[THE DATA]

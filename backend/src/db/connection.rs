use anyhow::{Context, Result};
use sqlx::{PgPool, postgres::PgPoolOptions};
use std::env;
use std::time::Duration;
use dotenvy::dotenv;

#[derive(Debug, Clone)]
pub struct DatabaseConfig {
    pub database_url: String,
    pub max_connections: u32,
    pub acquire_timeout_secs: u64,
}

impl DatabaseConfig {
    pub fn from_env() -> Result<Self> {
        dotenv().ok();
        Ok(Self {
            database_url: env::var("DATABASE_URL")
                .map_err(|_| anyhow::anyhow!("DATABASE_URL must be set"))?,
            max_connections: env::var("DB_MAX_CONNECTIONS")
                .unwrap_or_else(|_| "10".to_string())
                .parse()
                .unwrap_or(10),
            acquire_timeout_secs: env::var("DB_ACQUIRE_TIMEOUT_SECS")
                .unwrap_or_else(|_| "5".to_string())
                .parse()
                .unwrap_or(5),
        })
    }
}

pub async fn get_db_pool(config: &DatabaseConfig) -> Result<PgPool> {
    let pool = PgPoolOptions::new()
        .max_connections(config.max_connections)
        .acquire_timeout(Duration::from_secs(config.acquire_timeout_secs))
        .connect(&config.database_url)
        .await
        .context("failed to connect to Postgres")?;

    tracing::info!("Database pool ready ({} max connections)", config.max_connections);
    Ok(pool)
}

[/THE DATA]

● PROMPT
Every line above needs to be retyped exactly.

● FINISHED TASK
filename backend/src/db/connection.rs
use anyhow::{Context, Result};
use sqlx::{PgPool, postgres::PgPoolOptions};
use std::env;
use std::time::Duration;
use dotenvy::dotenv;

#[derive(Debug, Clone)]
pub struct DatabaseConfig {
    pub database_url: String,
    pub max_connections: u32,
    pub acquire_timeout_secs: u64,
}

impl DatabaseConfig {
    pub fn from_env() -> Result<Self> {
        dotenv().ok();
        Ok(Self {
            database_url: env::var("DATABASE_URL")
                .map_err(|_| anyhow::anyhow!("DATABASE_URL must be set"))?,
            max_connections: env::var("DB_MAX_CONNECTIONS")
                .unwrap_or_else(|_| "10".to_string())
                .parse()
                .unwrap_or(10),
            acquire_timeout_secs: env::var("DB_ACQUIRE_TIMEOUT_SECS")
                .unwrap_or_else(|_| "5".to_string())
                .parse()
                .unwrap_or(5),
        })
    }
}

pub async fn get_db_pool(config: &DatabaseConfig) -> Result<PgPool> {
    let pool = PgPoolOptions::new()
        .max_connections(config.max_connections)
        .acquire_timeout(Duration::from_secs(config.acquire_timeout_secs))
        .connect(&config.database_url)
        .await
        .context("failed to connect to Postgres")?;

    tracing::info!("Database pool ready ({} max connections)", config.max_connections);
    Ok(pool)
}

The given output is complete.